→ TASK OBJECTIVE:
Please say how many lines below include the word "CarusError", with nothing beyond the number.

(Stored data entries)
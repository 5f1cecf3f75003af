// SPDX-License-Identifier: AGPL-3.0-only

//! Software (simulated NM-Carus) backend.
//!
//! Implements [`CarusBackend`] as a pure CPU model of the vector unit:
//! per-instance configuration register files, vector register banks, a
//! resident kernel set, and synchronous kernel execution. Results are
//! lane-exact against the hardware's integer max/add/xor semantics, which
//! makes this backend the ground truth for protocol and kernel tests and
//! lets everything run without silicon.
//!
//! Execution happens inside [`CarusBackend::start`]; completion is still
//! delivered through the per-instance completion flag, so callers observe
//! the same launch → poll → acknowledge sequence a hardware instance
//! produces.

use bytes::Bytes;
use carus_chip::bank::{OUTPUT_BLOCK_BASE, VREG_COUNT};
use carus_chip::kernels::{image, KernelId};
use carus_chip::vtype::ElemType;
use std::collections::HashSet;
use tracing::{debug, info};

use crate::backend::{BackendType, CarusBackend};
use crate::bank::VectorRegisterBank;
use crate::capabilities::Capabilities;
use crate::channel;
use crate::completion::CompletionFlag;
use crate::error::{CarusError, Result};
use crate::maxpool::{self, PoolParams};
use crate::regfile::{CfgReg, RegisterFile};

#[derive(Debug)]
struct InstanceState {
    regfile: RegisterFile,
    bank: VectorRegisterBank,
    done: CompletionFlag,
    /// Fault injection: a stalled instance accepts a launch but never
    /// completes. Used to exercise the timeout path.
    stalled: bool,
}

impl InstanceState {
    fn new() -> Self {
        Self {
            regfile: RegisterFile::new(),
            bank: VectorRegisterBank::new(VREG_COUNT, 0),
            done: CompletionFlag::new(),
            stalled: false,
        }
    }

    fn elem_type(&self) -> Result<ElemType> {
        ElemType::from_encoding(self.regfile.read(CfgReg::Vtype)).ok_or_else(|| {
            CarusError::configuration(format!(
                "reserved vtype encoding {:#x}",
                self.regfile.read(CfgReg::Vtype)
            ))
        })
    }
}

/// Simulated NM-Carus deployment.
#[derive(Debug)]
pub struct SoftwareBackend {
    caps: Capabilities,
    resident: HashSet<KernelId>,
    instances: Vec<InstanceState>,
}

impl SoftwareBackend {
    /// Create a simulated deployment with the modeled silicon capabilities.
    #[must_use]
    pub fn new() -> Self {
        let caps = Capabilities::of_model();
        let instances = (0..caps.instance_count).map(|_| InstanceState::new()).collect();
        Self {
            caps,
            resident: HashSet::new(),
            instances,
        }
    }

    /// Fault injection: stall or un-stall an instance. A stalled instance
    /// accepts launches but never signals completion.
    pub fn stall_instance(&mut self, instance: usize, stalled: bool) {
        if let Some(state) = self.instances.get_mut(instance) {
            state.stalled = stalled;
        }
    }

    /// Inspect one vector register of an instance (test observability).
    ///
    /// # Errors
    ///
    /// Returns error for an unknown instance or register index.
    pub fn peek_vreg(&self, instance: usize, index: usize) -> Result<Vec<i32>> {
        Ok(self.instance(instance)?.bank.reg(index)?.to_vec())
    }

    fn instance(&self, instance: usize) -> Result<&InstanceState> {
        self.instances.get(instance).ok_or_else(|| {
            CarusError::configuration(format!(
                "instance {instance} out of range (have {})",
                self.instances.len()
            ))
        })
    }

    fn instance_mut(&mut self, instance: usize) -> Result<&mut InstanceState> {
        let count = self.instances.len();
        self.instances.get_mut(instance).ok_or_else(|| {
            CarusError::configuration(format!(
                "instance {instance} out of range (have {count})"
            ))
        })
    }

    fn execute(state: &mut InstanceState, kernel: KernelId) -> Result<()> {
        let vl = state.bank.vl();
        let args = state.regfile.args();

        match kernel {
            KernelId::MaxPool => {
                let params = PoolParams::from_args(args, vl)?;
                maxpool::run(&mut state.bank, &params)?;
            }
            KernelId::Add | KernelId::Xor => {
                let n = elementwise_count(args[0], vl)?;
                let a = state.bank.reg(0)?.to_vec();
                let b = state.bank.reg(1)?.to_vec();
                let out: Vec<i32> = a
                    .iter()
                    .zip(&b)
                    .take(n)
                    .map(|(&x, &y)| match kernel {
                        KernelId::Add => x.wrapping_add(y),
                        _ => x ^ y,
                    })
                    .collect();
                state.bank.write_reg(OUTPUT_BLOCK_BASE, &out)?;
            }
            KernelId::Relu => {
                let n = elementwise_count(args[0], vl)?;
                let out: Vec<i32> = state.bank.reg(0)?[..n].iter().map(|&x| x.max(0)).collect();
                state.bank.write_reg(OUTPUT_BLOCK_BASE, &out)?;
            }
        }
        Ok(())
    }
}

impl Default for SoftwareBackend {
    fn default() -> Self {
        Self::new()
    }
}

fn elementwise_count(arg: u32, vl: usize) -> Result<usize> {
    let n = arg as usize;
    if n == 0 || n > vl {
        return Err(CarusError::precondition(format!(
            "element count {n} outside 1..={vl}"
        )));
    }
    Ok(n)
}

impl CarusBackend for SoftwareBackend {
    fn capabilities(&self) -> &Capabilities {
        &self.caps
    }

    fn load_kernel(&mut self, kernel: KernelId) -> Result<()> {
        let img = image(kernel);
        if img.size_words() > self.caps.imem_words {
            return Err(CarusError::configuration(format!(
                "kernel {kernel} ({} words) exceeds instruction memory",
                img.size_words()
            )));
        }
        if self.resident.insert(kernel) {
            info!("Loaded kernel {kernel}: {} words", img.size_words());
        }
        Ok(())
    }

    fn is_resident(&self, kernel: KernelId) -> bool {
        self.resident.contains(&kernel)
    }

    fn write_cfg(&mut self, instance: usize, reg: CfgReg, value: u32) -> Result<()> {
        let caps = self.caps;
        let state = self.instance_mut(instance)?;

        match reg {
            CfgReg::Vl => {
                // The hardware clamps and reallocates the bank; a later
                // read of VL returns the effective length.
                let elem = state.elem_type()?;
                let effective = caps.clamp_vl(value as usize, elem);
                state.regfile.write(CfgReg::Vl, effective as u32);
                state.bank = VectorRegisterBank::new(caps.vreg_count, effective);
                debug!("instance {instance}: vl {value} -> effective {effective} ({elem})");
            }
            CfgReg::Vtype => {
                if ElemType::from_encoding(value).is_none() {
                    return Err(CarusError::configuration(format!(
                        "reserved vtype encoding {value:#x}"
                    )));
                }
                state.regfile.write(CfgReg::Vtype, value);
            }
            _ => state.regfile.write(reg, value),
        }
        Ok(())
    }

    fn read_cfg(&self, instance: usize, reg: CfgReg) -> Result<u32> {
        Ok(self.instance(instance)?.regfile.read(reg))
    }

    fn stage(
        &mut self,
        instance: usize,
        data: &[u8],
        elem_count: usize,
        dest_offset: usize,
        sign_extend: bool,
    ) -> Result<()> {
        let state = self.instance_mut(instance)?;
        let elem = state.elem_type()?;
        let lanes = channel::widen_to_lanes(data, elem, elem_count, sign_extend)?;
        state.bank.write_lanes(dest_offset, &lanes)?;
        debug!("instance {instance}: staged {elem_count} x {elem} at lane {dest_offset}");
        Ok(())
    }

    fn retrieve(&self, instance: usize, elem_count: usize, src_offset: usize) -> Result<Bytes> {
        let state = self.instance(instance)?;
        let elem = state.elem_type()?;
        let lanes = state.bank.read_lanes(src_offset, elem_count)?;
        Ok(channel::narrow_from_lanes(&lanes, elem))
    }

    fn start(&mut self, instance: usize, kernel: KernelId) -> Result<()> {
        if !self.resident.contains(&kernel) {
            return Err(CarusError::KernelNotResident { kernel });
        }
        let state = self.instance_mut(instance)?;
        if state.stalled {
            debug!("instance {instance}: stalled, {kernel} will never complete");
            return Ok(());
        }
        Self::execute(state, kernel)?;
        state.done.signal();
        debug!("instance {instance}: {kernel} complete");
        Ok(())
    }

    fn poll_done(&self, instance: usize) -> Result<bool> {
        Ok(self.instance(instance)?.done.is_set())
    }

    fn ack_done(&mut self, instance: usize) -> Result<()> {
        self.instance(instance)?.done.take();
        Ok(())
    }

    fn backend_type(&self) -> BackendType {
        BackendType::Software
    }
}

#[cfg(test)]
mod tests {
    use super::*;

    fn configured(vl: u32, elem: ElemType) -> SoftwareBackend {
        let mut be = SoftwareBackend::new();
        be.write_cfg(0, CfgReg::Vtype, elem.encoding()).unwrap();
        be.write_cfg(0, CfgReg::Vl, vl).unwrap();
        be
    }

    #[test]
    fn vl_write_echoes_clamped_value() {
        let mut be = configured(8, ElemType::Int32);
        let max = be.capabilities().max_vl_elems(ElemType::Int32);
        be.write_cfg(0, CfgReg::Vl, (max + 1000) as u32).unwrap();
        assert_eq!(be.read_cfg(0, CfgReg::Vl).unwrap(), max as u32);
    }

    #[test]
    fn reserved_vtype_rejected() {
        let mut be = SoftwareBackend::new();
        assert!(be.write_cfg(0, CfgReg::Vtype, 9).is_err());
    }

    #[test]
    fn unknown_instance_rejected() {
        let mut be = SoftwareBackend::new();
        let n = be.capabilities().instance_count;
        assert!(be.write_cfg(n, CfgReg::Scratch, 0).is_err());
        assert!(be.poll_done(n).is_err());
    }

    #[test]
    fn launch_requires_resident_kernel() {
        let mut be = configured(4, ElemType::Int32);
        let err = be.start(0, KernelId::Add).unwrap_err();
        assert!(matches!(err, CarusError::KernelNotResident { .. }));
    }

    #[test]
    fn add_kernel_sums_lanes() {
        let mut be = configured(4, ElemType::Int32);
        be.load_kernel(KernelId::Add).unwrap();
        let a: Vec<u8> = [1i32, 2, 3, 4].iter().flat_map(|v| v.to_le_bytes()).collect();
        let b: Vec<u8> = [10i32, 20, 30, -4].iter().flat_map(|v| v.to_le_bytes()).collect();
        be.stage(0, &a, 4, 0, true).unwrap();
        be.stage(0, &b, 4, 4, true).unwrap();
        be.write_cfg(0, CfgReg::Arg0, 4).unwrap();
        be.start(0, KernelId::Add).unwrap();
        assert_eq!(
            be.peek_vreg(0, OUTPUT_BLOCK_BASE).unwrap(),
            vec![11, 22, 33, 0]
        );
    }

    #[test]
    fn relu_clamps_negative_lanes() {
        let mut be = configured(3, ElemType::Int8);
        be.load_kernel(KernelId::Relu).unwrap();
        be.stage(0, &[0x80, 0x05, 0xFF], 3, 0, true).unwrap();
        be.write_cfg(0, CfgReg::Arg0, 3).unwrap();
        be.start(0, KernelId::Relu).unwrap();
        assert_eq!(be.peek_vreg(0, OUTPUT_BLOCK_BASE).unwrap(), vec![0, 5, 0]);
    }

    #[test]
    fn stalled_instance_never_signals() {
        let mut be = configured(4, ElemType::Int32);
        be.load_kernel(KernelId::Relu).unwrap();
        be.write_cfg(0, CfgReg::Arg0, 4).unwrap();
        be.stall_instance(0, true);
        be.start(0, KernelId::Relu).unwrap();
        assert!(!be.poll_done(0).unwrap());
    }

    #[test]
    fn completion_flag_cleared_by_ack() {
        let mut be = configured(2, ElemType::Int32);
        be.load_kernel(KernelId::Relu).unwrap();
        be.write_cfg(0, CfgReg::Arg0, 2).unwrap();
        be.start(0, KernelId::Relu).unwrap();
        assert!(be.poll_done(0).unwrap());
        be.ack_done(0).unwrap();
        assert!(!be.poll_done(0).unwrap());
    }
}
//! Configuration register file, keyed by symbolic name.
//!
//! The hardware exposes the per-instance configuration block at fixed byte
//! offsets (`carus_chip::regs`); the driver addresses it symbolically so
//! the same protocol code drives a memory-mapped instance or the software
//! model. Status and control are not part of this set — they are reached
//! through the backend's launch/poll operations, never written directly by
//! the host.

use carus_chip::regs;

/// Host-writable configuration registers of one instance.
#[derive(Debug, Clone, Copy, PartialEq, Eq)]
pub enum CfgReg {
    /// Vector length in elements (clamped by hardware, echoed back).
    Vl,
    /// Element type selector.
    Vtype,
    /// Generic argument slot 0.
    Arg0,
    /// Generic argument slot 1.
    Arg1,
    /// Generic argument slot 2.
    Arg2,
    /// Generic argument slot 3.
    Arg3,
    /// Scratch register.
    Scratch,
}

impl CfgReg {
    /// Number of host-writable registers.
    pub const COUNT: usize = 7;

    /// Argument slot `n` (`0..=3`).
    #[must_use]
    pub const fn arg(n: usize) -> Option<Self> {
        match n {
            0 => Some(Self::Arg0),
            1 => Some(Self::Arg1),
            2 => Some(Self::Arg2),
            3 => Some(Self::Arg3),
            _ => None,
        }
    }

    /// Hardware byte offset within the instance register block.
    #[must_use]
    pub const fn offset(self) -> usize {
        match self {
            Self::Vl => regs::VL,
            Self::Vtype => regs::VTYPE,
            Self::Arg0 => regs::ARG0,
            Self::Arg1 => regs::ARG1,
            Self::Arg2 => regs::ARG2,
            Self::Arg3 => regs::ARG3,
            Self::Scratch => regs::SCRATCH,
        }
    }

    const fn index(self) -> usize {
        match self {
            Self::Vl => 0,
            Self::Vtype => 1,
            Self::Arg0 => 2,
            Self::Arg1 => 3,
            Self::Arg2 => 4,
            Self::Arg3 => 5,
            Self::Scratch => 6,
        }
    }
}

/// One instance's configuration register file.
///
/// Written by the host before launch, read once by the kernel at entry,
/// immutable for the duration of one invocation.
#[derive(Debug, Clone, Default)]
pub struct RegisterFile {
    words: [u32; CfgReg::COUNT],
}

impl RegisterFile {
    /// All-zero register file (reset state).
    #[must_use]
    pub const fn new() -> Self {
        Self {
            words: [0; CfgReg::COUNT],
        }
    }

    /// Read a register.
    #[must_use]
    pub const fn read(&self, reg: CfgReg) -> u32 {
        self.words[reg.index()]
    }

    /// Write a register.
    pub fn write(&mut self, reg: CfgReg, value: u32) {
        self.words[reg.index()] = value;
    }

    /// The four argument slots as an array.
    #[must_use]
    pub const fn args(&self) -> [u32; 4] {
        [
            self.read(CfgReg::Arg0),
            self.read(CfgReg::Arg1),
            self.read(CfgReg::Arg2),
            self.read(CfgReg::Arg3),
        ]
    }
}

→ EXERCISE RESULT:
9